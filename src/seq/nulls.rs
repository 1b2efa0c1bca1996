use std::iter::FusedIterator;

/// Yields the present values of an iterator over optional values, in order.
#[derive(Debug, Clone)]
pub struct RemoveNulls<I> {
    iter: I,
}

impl<I> RemoveNulls<I> {
    pub(crate) fn new(iter: I) -> Self {
        Self { iter }
    }
}

impl<I, T> Iterator for RemoveNulls<I>
where
    I: Iterator<Item = Option<T>>,
{
    type Item = T;

    fn next(&mut self) -> Option<T> {
        self.iter.find_map(|item| item)
    }

    fn size_hint(&self) -> (usize, Option<usize>) {
        (0, self.iter.size_hint().1)
    }
}

impl<I, T> FusedIterator for RemoveNulls<I> where I: FusedIterator<Item = Option<T>> {}

/// Skips the absent elements of `seq`.
///
/// An absent `seq` is passed through as `None` instead of becoming an empty
/// sequence.
pub fn remove_nulls<I, T>(seq: Option<I>) -> Option<RemoveNulls<I::IntoIter>>
where
    I: IntoIterator<Item = Option<T>>,
{
    seq.map(|seq| RemoveNulls::new(seq.into_iter()))
}

#[cfg(test)]
mod tests {
    use super::*;
    use test_log::test;

    #[test]
    fn test_removes_absent_elements() {
        let values = vec![Some("a"), None, Some("b")];
        let present: Vec<_> = remove_nulls(Some(values)).unwrap().collect();
        assert_eq!(present, ["a", "b"]);
    }

    #[test]
    fn test_absent_sequence_propagates() {
        assert!(remove_nulls(None::<Vec<Option<u8>>>).is_none());
    }

    #[test]
    fn test_all_absent_is_empty_not_absent() {
        let mut iter = remove_nulls(Some([None::<u8>, None])).unwrap();
        assert_eq!(iter.next(), None);
    }

    #[test]
    fn test_borrowed_values() {
        let values = [Some(1), None, Some(3)];
        let present: Vec<_> = remove_nulls(Some(values.iter().map(Option::as_ref)))
            .unwrap()
            .copied()
            .collect();
        assert_eq!(present, [1, 3]);
    }
}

Problem
What are the lines from the one with "pub(crate) fn new(iter: I)" through the last line of the records above? Quote them exactly and add nothing.

Response to this task
    pub(crate) fn new(iter: I) -> Self {
        Self { iter }
    }
}

impl<I, T> Iterator for RemoveNulls<I>
where
    I: Iterator<Item = Option<T>>,
{
    type Item = T;

    fn next(&mut self) -> Option<T> {
        self.iter.find_map(|item| item)
    }

    fn size_hint(&self) -> (usize, Option<usize>) {
        (0, self.iter.size_hint().1)
    }
}

impl<I, T> FusedIterator for RemoveNulls<I> where I: FusedIterator<Item = Option<T>> {}

/// Skips the absent elements of `seq`.
///
/// An absent `seq` is passed through as `None` instead of becoming an empty
/// sequence.
pub fn remove_nulls<I, T>(seq: Option<I>) -> Option<RemoveNulls<I::IntoIter>>
where
    I: IntoIterator<Item = Option<T>>,
{
    seq.map(|seq| RemoveNulls::new(seq.into_iter()))
}

#[cfg(test)]
mod tests {
    use super::*;
    use test_log::test;

    #[test]
    fn test_removes_absent_elements() {
        let values = vec![Some("a"), None, Some("b")];
        let present: Vec<_> = remove_nulls(Some(values)).unwrap().collect();
        assert_eq!(present, ["a", "b"]);
    }

    #[test]
    fn test_absent_sequence_propagates() {
        assert!(remove_nulls(None::<Vec<Option<u8>>>).is_none());
    }

    #[test]
    fn test_all_absent_is_empty_not_absent() {
        let mut iter = remove_nulls(Some([None::<u8>, None])).unwrap();
        assert_eq!(iter.next(), None);
    }

    #[test]
    fn test_borrowed_values() {
        let values = [Some(1), None, Some(3)];
        let present: Vec<_> = remove_nulls(Some(values.iter().map(Option::as_ref)))
            .unwrap()
            .copied()
            .collect();
        assert_eq!(present, [1, 3]);
    }
}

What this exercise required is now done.